Figure 5.7: Pseudo-code of the FooDispatch class
class FooDispatch implements Foo {
    private FooImpl  businessObj;
    private FooTest  testObj;
    private boolean  simulateOp1;
    private boolean  simulateOp2;
    ...
    private boolean  simulateOp10;

    public FooDispatch(String[] simulationRules)
    {
        businessObj = new FooImpl();
        testObj = new FooTest();
        simulateOp1 = shouldSimulate(simulationRules, "Foo.op1");
        simulateOp2 = shouldSimulate(simulationRules, "Foo.op2");
        ...
        simulateOp10 = shouldSimulate(simulationRules, "Foo.op10");
    }

    private boolean shouldSimulate(String[] rules, String opName)
    {
        for (int i = 0; i < rules.length; i += 2) {
            String pattern = rules[i + 0];
            String boolStr = rules[i + 1];
            if (Configuration.patternMatch(opName, pattern)) {
                return boolStr.equals("true");
            }
        }
        return false;
    }

    public long op1(...)
    {
        Foo targetObj = businessObj;
        if (simulateOp1) {
            targetObj = testObj;
        }
        return targetObj.op1(...);
    }
    ... // likewise for the other operations
};

The constructor of the FooDispatch class creates instances of both FooImpl and FooTest, and stores those as instance variables. The constructor then calls shouldSimulate() to decide whether each operation should delegate to the corresponding operation on the FooImpl or FooTest object. For efficiency, these decisions are cached in boolean instance variables, rather than being recalculated for each invocation. The implementation of an operation uses a simple if-then-else statement to delegate the request to the “test” or “business” object.
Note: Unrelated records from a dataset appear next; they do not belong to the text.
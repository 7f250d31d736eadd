//! Synthese command implementation.

use crate::display::{Output, print_json, truncate};
use anyhow::{Context, Result};
use cpc_lib::prelude::*;

/// Activity counters shown in the table, with their column headers.
const COLUMNS: &[(&str, &str)] = &[
    ("semaines_presence", "WEEKS"),
    ("commission_presences", "COMM"),
    ("hemicycle_interventions", "SPEECH"),
    ("amendements_proposes", "AMEND"),
    ("rapports", "REPORTS"),
    ("questions_ecrites", "QUEST"),
];

/// Print the activity synthesis of the legislature or of one month.
pub(crate) async fn synthese(
    api: &CpcApi,
    month: Option<SyntheseMonth>,
    output: Output,
) -> Result<()> {
    let synthese = api.synthese(month).await.with_context(|| match month {
        Some(m) => format!("Failed to fetch the synthesis of {m}"),
        None => format!("Failed to fetch the synthesis of {}", api.config().legislature()),
    })?;

    if output == Output::Json {
        return print_json(&synthese.entries);
    }

    if synthese.is_empty() {
        println!("No activity recorded.");
        return Ok(());
    }

    let headers: Vec<String> = COLUMNS.iter().map(|(_, h)| format!("{h:>8}")).collect();
    println!("{:<32} {:<8} {}", "NAME", "GROUP", headers.join(""));
    println!("{}", "-".repeat(42 + 8 * COLUMNS.len()));

    for entry in &synthese.entries {
        let counters: Vec<String> = COLUMNS
            .iter()
            .map(|(key, _)| match entry.counter(key) {
                Some(n) => format!("{n:>8}"),
                None => format!("{:>8}", "-"),
            })
            .collect();
        println!(
            "{:<32} {:<8} {}",
            truncate(&entry.nom, 32),
            entry.groupe_sigle.as_deref().unwrap_or("-"),
            counters.join("")
        );
    }

    println!("\nTotal: {} entries", synthese.len());
    Ok(())
}
//! Error types for cpc.

use thiserror::Error;

use crate::{Legislature, ParliamentType};

/// Result type alias for cpc operations.
pub type Result<T> = std::result::Result<T, CpcError>;

/// Errors surfaced by the API client.
#[derive(Error, Debug)]
pub enum CpcError {
    /// The client was configured with unsupported parameters.
    #[error(transparent)]
    Configuration(#[from] ConfigurationError),

    /// The remote service could not be reached or answered with garbage.
    #[error(transparent)]
    Remote(#[from] RemoteError),

    /// The remote service reported that the entity does not exist.
    #[error("{kind} not found: {key}")]
    NotFound {
        /// What was looked up.
        kind: EntityKind,
        /// The lookup key (usually a slug).
        key: String,
    },
}

impl CpcError {
    /// Creates a [`CpcError::NotFound`] for the given entity kind and key.
    pub fn not_found(kind: EntityKind, key: impl Into<String>) -> Self {
        Self::NotFound {
            kind,
            key: key.into(),
        }
    }

    /// Returns true if this is a [`CpcError::NotFound`].
    #[must_use]
    pub const fn is_not_found(&self) -> bool {
        matches!(self, Self::NotFound { .. })
    }

    /// Returns true if this is a [`CpcError::Configuration`].
    #[must_use]
    pub const fn is_configuration(&self) -> bool {
        matches!(self, Self::Configuration(_))
    }

    /// Returns true if this is a [`CpcError::Remote`].
    #[must_use]
    pub const fn is_remote(&self) -> bool {
        matches!(self, Self::Remote(_))
    }
}

/// Kind of entity a [`CpcError::NotFound`] refers to.
#[derive(Debug, Clone, Copy, PartialEq, Eq)]
pub enum EntityKind {
    /// A deputy or senator.
    Parliamentarian,
    /// A portrait.
    Picture,
}

impl std::fmt::Display for EntityKind {
    fn fmt(&self, f: &mut std::fmt::Formatter<'_>) -> std::fmt::Result {
        match self {
            Self::Parliamentarian => f.write_str("Parliamentarian"),
            Self::Picture => f.write_str("Picture"),
        }
    }
}

/// Invalid client configuration, detected before any request is sent.
#[derive(Error, Debug, Clone, PartialEq, Eq)]
pub enum ConfigurationError {
    /// Unknown parliamentarian type string.
    #[error("Unknown parliamentarian type '{0}', expected 'depute' or 'senateur'")]
    UnknownParliamentType(String),

    /// Unknown legislature string.
    #[error(
        "Unknown legislature '{0}', expected one of: current, 2007-2012, 2012-2017, 2017-2022"
    )]
    UnknownLegislature(String),

    /// The legislature is not served for this parliamentarian type.
    #[error("Legislature {legislature} is not available for {ptype}s")]
    UnsupportedLegislature {
        /// The configured parliamentarian type.
        ptype: ParliamentType,
        /// The rejected legislature.
        legislature: Legislature,
    },

    /// The remote service cannot compute a whole-legislature synthesis here.
    #[error("Global synthesis is not available for legislature {0}, request a month instead")]
    GlobalSyntheseUnavailable(Legislature),

    /// Month is not in `YYYYMM` form.
    #[error("Invalid month '{0}', expected YYYYMM")]
    InvalidMonth(String),

    /// A portrait cannot be requested at this resolution.
    #[error("Invalid picture resolution {0}, expected at least 1 pixel")]
    InvalidResolution(u32),

    /// Base URL override is unusable.
    #[error("Invalid base URL '{0}'")]
    InvalidBaseUrl(String),
}

/// Transport or decoding failure while talking to the remote service.
#[derive(Error, Debug, Clone, PartialEq, Eq)]
pub enum RemoteError {
    /// HTTP request failed before a response was received.
    #[error("HTTP error: {0}")]
    Http(String),

    /// Server answered with a non-success status.
    #[error("{url} answered HTTP {status}")]
    Status {
        /// Requested URL.
        url: String,
        /// HTTP status code.
        status: u16,
    },

    /// Response body is not the expected JSON.
    #[error("Malformed JSON from {url}: {message}")]
    Json {
        /// Requested URL.
        url: String,
        /// Decoder message.
        message: String,
    },

    /// Response body is not the expected CSV.
    #[error("Malformed CSV from {url}: {message}")]
    Csv {
        /// Requested URL.
        url: String,
        /// Decoder message.
        message: String,
    },

    /// Response body could not be decoded as an image.
    #[error("Image decode error: {0}")]
    Image(String),

    /// The portrait was not served at the requested resolution.
    #[error("Picture is {width}x{height}, requested {requested}x{requested}")]
    Resolution {
        /// Requested edge length in pixels.
        requested: u32,
        /// Decoded width.
        width: u32,
        /// Decoded height.
        height: u32,
    },
}

#[cfg(test)]
mod tests {
    use super::*;

    #[test]
    fn test_error_kinds() {
        let err = CpcError::not_found(EntityKind::Parliamentarian, "nobody");
        assert!(err.is_not_found());
        assert_eq!(err.to_string(), "Parliamentarian not found: nobody");

        let err: CpcError = ConfigurationError::InvalidMonth("2020".into()).into();
        assert!(err.is_configuration());
        assert!(!err.is_remote());

        let err: CpcError = RemoteError::Status {
            url: "https://www.nosdeputes.fr/synthese/data/json".into(),
            status: 500,
        }
        .into();
        assert!(err.is_remote());
        assert!(err.to_string().contains("HTTP 500"));
    }

    #[test]
    fn test_unsupported_legislature_message() {
        let err = ConfigurationError::UnsupportedLegislature {
            ptype: ParliamentType::Senateur,
            legislature: Legislature::L2017_2022,
        };
        assert_eq!(
            err.to_string(),
            "Legislature 2017-2022 is not available for senateurs"
        );
    }
}
//! Full-text search results.

use std::collections::BTreeMap;

use serde::{Deserialize, Serialize};

/// One row of the remote full-text search, keyed by CSV column name.
#[derive(Debug, Clone, Default, PartialEq, Eq, Serialize, Deserialize)]
#[serde(transparent)]
pub struct SearchHit {
    fields: BTreeMap<String, String>,
}

impl SearchHit {
    /// Creates a hit from `(column, value)` pairs.
    pub fn from_pairs<K, V>(pairs: impl IntoIterator<Item = (K, V)>) -> Self
    where
        K: Into<String>,
        V: Into<String>,
    {
        Self {
            fields: pairs
                .into_iter()
                .map(|(k, v)| (k.into(), v.into()))
                .collect(),
        }
    }

    /// Returns a column value.
    #[must_use]
    pub fn get(&self, column: &str) -> Option<&str> {
        self.fields.get(column).map(String::as_str)
    }

    /// Returns all columns.
    #[must_use]
    pub const fn fields(&self) -> &BTreeMap<String, String> {
        &self.fields
    }
}
//! Parliamentary body and legislature definitions.

use serde::{Deserialize, Serialize};
use std::str::FromStr;

use crate::ConfigurationError;

/// Parliamentary body a client targets.
#[derive(Debug, Clone, Copy, PartialEq, Eq, Hash, Default, Serialize, Deserialize)]
#[serde(rename_all = "lowercase")]
pub enum ParliamentType {
    /// Assemblée nationale, served by nosdeputes.fr.
    #[default]
    Depute,
    /// Sénat, served by nossenateurs.fr.
    Senateur,
}

impl ParliamentType {
    /// Returns the singular wire name (`depute`, `senateur`).
    ///
    /// This is also the JSON member wrapping each record.
    #[must_use]
    pub const fn as_str(&self) -> &'static str {
        match self {
            Self::Depute => "depute",
            Self::Senateur => "senateur",
        }
    }

    /// Returns the plural wire name (`deputes`, `senateurs`).
    #[must_use]
    pub const fn plural(&self) -> &'static str {
        match self {
            Self::Depute => "deputes",
            Self::Senateur => "senateurs",
        }
    }

    /// Returns true if the given legislature is served for this body.
    ///
    /// nossenateurs.fr only exposes the current term.
    #[must_use]
    pub const fn supports(&self, legislature: Legislature) -> bool {
        match self {
            Self::Depute => true,
            Self::Senateur => matches!(legislature, Legislature::Current),
        }
    }

    /// Returns all parliamentary bodies.
    #[must_use]
    pub const fn all() -> &'static [Self] {
        &[Self::Depute, Self::Senateur]
    }
}

impl std::fmt::Display for ParliamentType {
    fn fmt(&self, f: &mut std::fmt::Formatter<'_>) -> std::fmt::Result {
        write!(f, "{}", self.as_str())
    }
}

impl FromStr for ParliamentType {
    type Err = ConfigurationError;

    fn from_str(s: &str) -> Result<Self, Self::Err> {
        match s.trim().to_lowercase().as_str() {
            "depute" | "deputes" | "député" => Ok(Self::Depute),
            "senateur" | "senateurs" | "sénateur" => Ok(Self::Senateur),
            _ => Err(ConfigurationError::UnknownParliamentType(s.to_string())),
        }
    }
}

/// Legislature term, selecting the archive host of the remote service.
#[derive(Debug, Clone, Copy, PartialEq, Eq, Hash, Default, Serialize, Deserialize)]
pub enum Legislature {
    /// The sitting legislature (`www` host).
    #[default]
    #[serde(rename = "current")]
    Current,
    /// XIIIe législature.
    #[serde(rename = "2007-2012")]
    L2007_2012,
    /// XIVe législature.
    #[serde(rename = "2012-2017")]
    L2012_2017,
    /// XVe législature.
    #[serde(rename = "2017-2022")]
    L2017_2022,
}

impl Legislature {
    /// Returns the term range (`2017-2022`), or `current`.
    #[must_use]
    pub const fn as_str(&self) -> &'static str {
        match self {
            Self::Current => "current",
            Self::L2007_2012 => "2007-2012",
            Self::L2012_2017 => "2012-2017",
            Self::L2017_2022 => "2017-2022",
        }
    }

    /// Returns the host prefix used in the base URL.
    #[must_use]
    pub const fn host_prefix(&self) -> &'static str {
        match self {
            Self::Current => "www",
            other => other.as_str(),
        }
    }

    /// Returns true if the remote service can compute a synthesis over the
    /// whole term.
    ///
    /// The 2012-2017 archive only serves monthly syntheses.
    #[must_use]
    pub const fn has_global_synthese(&self) -> bool {
        !matches!(self, Self::L2012_2017)
    }

    /// Returns all legislatures.
    #[must_use]
    pub const fn all() -> &'static [Self] {
        &[
            Self::Current,
            Self::L2007_2012,
            Self::L2012_2017,
            Self::L2017_2022,
        ]
    }
}

impl std::fmt::Display for Legislature {
    fn fmt(&self, f: &mut std::fmt::Formatter<'_>) -> std::fmt::Result {
        write!(f, "{}", self.as_str())
    }
}

impl FromStr for Legislature {
    type Err = ConfigurationError;

    fn from_str(s: &str) -> Result<Self, Self::Err> {
        match s.trim().to_lowercase().as_str() {
            "" | "current" | "www" => Ok(Self::Current),
            "2007-2012" | "13" | "xiii" => Ok(Self::L2007_2012),
            "2012-2017" | "14" | "xiv" => Ok(Self::L2012_2017),
            "2017-2022" | "15" | "xv" => Ok(Self::L2017_2022),
            _ => Err(ConfigurationError::UnknownLegislature(s.to_string())),
        }
    }
}

#[cfg(test)]
mod tests {
    use super::*;

    #[test]
    fn test_parliament_type_parse() {
        assert_eq!(
            "depute".parse::<ParliamentType>().unwrap(),
            ParliamentType::Depute
        );
        assert_eq!(
            "Senateur".parse::<ParliamentType>().unwrap(),
            ParliamentType::Senateur
        );
        assert!(matches!(
            "maire".parse::<ParliamentType>(),
            Err(ConfigurationError::UnknownParliamentType(_))
        ));
    }

    #[test]
    fn test_legislature_parse() {
        assert_eq!(
            "2017-2022".parse::<Legislature>().unwrap(),
            Legislature::L2017_2022
        );
        assert_eq!("".parse::<Legislature>().unwrap(), Legislature::Current);
        assert!(matches!(
            "2022-2027".parse::<Legislature>(),
            Err(ConfigurationError::UnknownLegislature(_))
        ));
    }

    #[test]
    fn test_host_prefix() {
        assert_eq!(Legislature::Current.host_prefix(), "www");
        assert_eq!(Legislature::L2007_2012.host_prefix(), "2007-2012");
    }

    #[test]
    fn test_senate_only_current() {
        for legislature in Legislature::all() {
            assert!(ParliamentType::Depute.supports(*legislature));
        }
        assert!(ParliamentType::Senateur.supports(Legislature::Current));
        assert!(!ParliamentType::Senateur.supports(Legislature::L2017_2022));
    }

    #[test]
    fn test_serde_names() {
        let json = serde_json::to_string(&Legislature::L2012_2017).unwrap();
        assert_eq!(json, "\"2012-2017\"");
        let ptype: ParliamentType = serde_json::from_str("\"senateur\"").unwrap();
        assert_eq!(ptype, ParliamentType::Senateur);
    }
}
Some readers may assume the approach outlined above is burdensome because it requires programmers to write three classes—FooImpl, FooTest and FooDispatch—for the server instead of just one (FooImpl). Doesn’t doing this triple the effort required to write the server? Actually, no. The server development team have to write FooImpl, so that does not count as an extra burden. Likewise, if the client development team want a “test server” to test their client against while waiting for the “real” server to be mature enough to test against, then they would have to implement (something similar to) FooTest. As such, the need to write FooTest does not count as an extra burden either. The only extra burden is in writing FooDispatch, and that class is trivial enough to not be much of a burden.1

Using the above approach, project development can proceed as follows.

There are many competing technologies available for building client-server applications. It is common for these technologies to provide a class that delegates an incoming request to the target object. Such classes always provide some “added value” when performing the delegation. For example, the class might unmarshal an incoming request before dispatching (that is, delegating) it. Or the class might perform auditing, security checks, or manage transaction boundaries when dispatching an incoming request. The “should I dispatch this request to the ‘business logic’ or ‘test logic’ implementation of an operation?” functionality could be designed into the dispatch classes of future technologies for building client-server applications. If that ever happens, then it will remove the (albeit small) burden from application developers of writing code such as the FooDispatch class shown in Figure 5.7.

5.4  Summary

It is common for server applications to contain not just “business logic” but also “infrastructure” code. Some technologies for building client-server applications can reduce the burden of implementing some types of infrastructure task. For example, a client-server technology might automate security checks or transaction boundaries.

In this chapter, I have discussed two other types of infrastructure tasks that are unlikely to be automated by current client-server technologies: the validation of input parameters, and deciding whether an incoming request should be dispatched to the real “business logic” implementation of an operation or to a “test” implementation. I have explained how Config4* can simplify the implementation of both those tasks.


1
If you are building your client-server application using the Orbix implementation of CORBA, then you could write an idlgen genie to generate FooDispatch and an initial implementation of FooTest.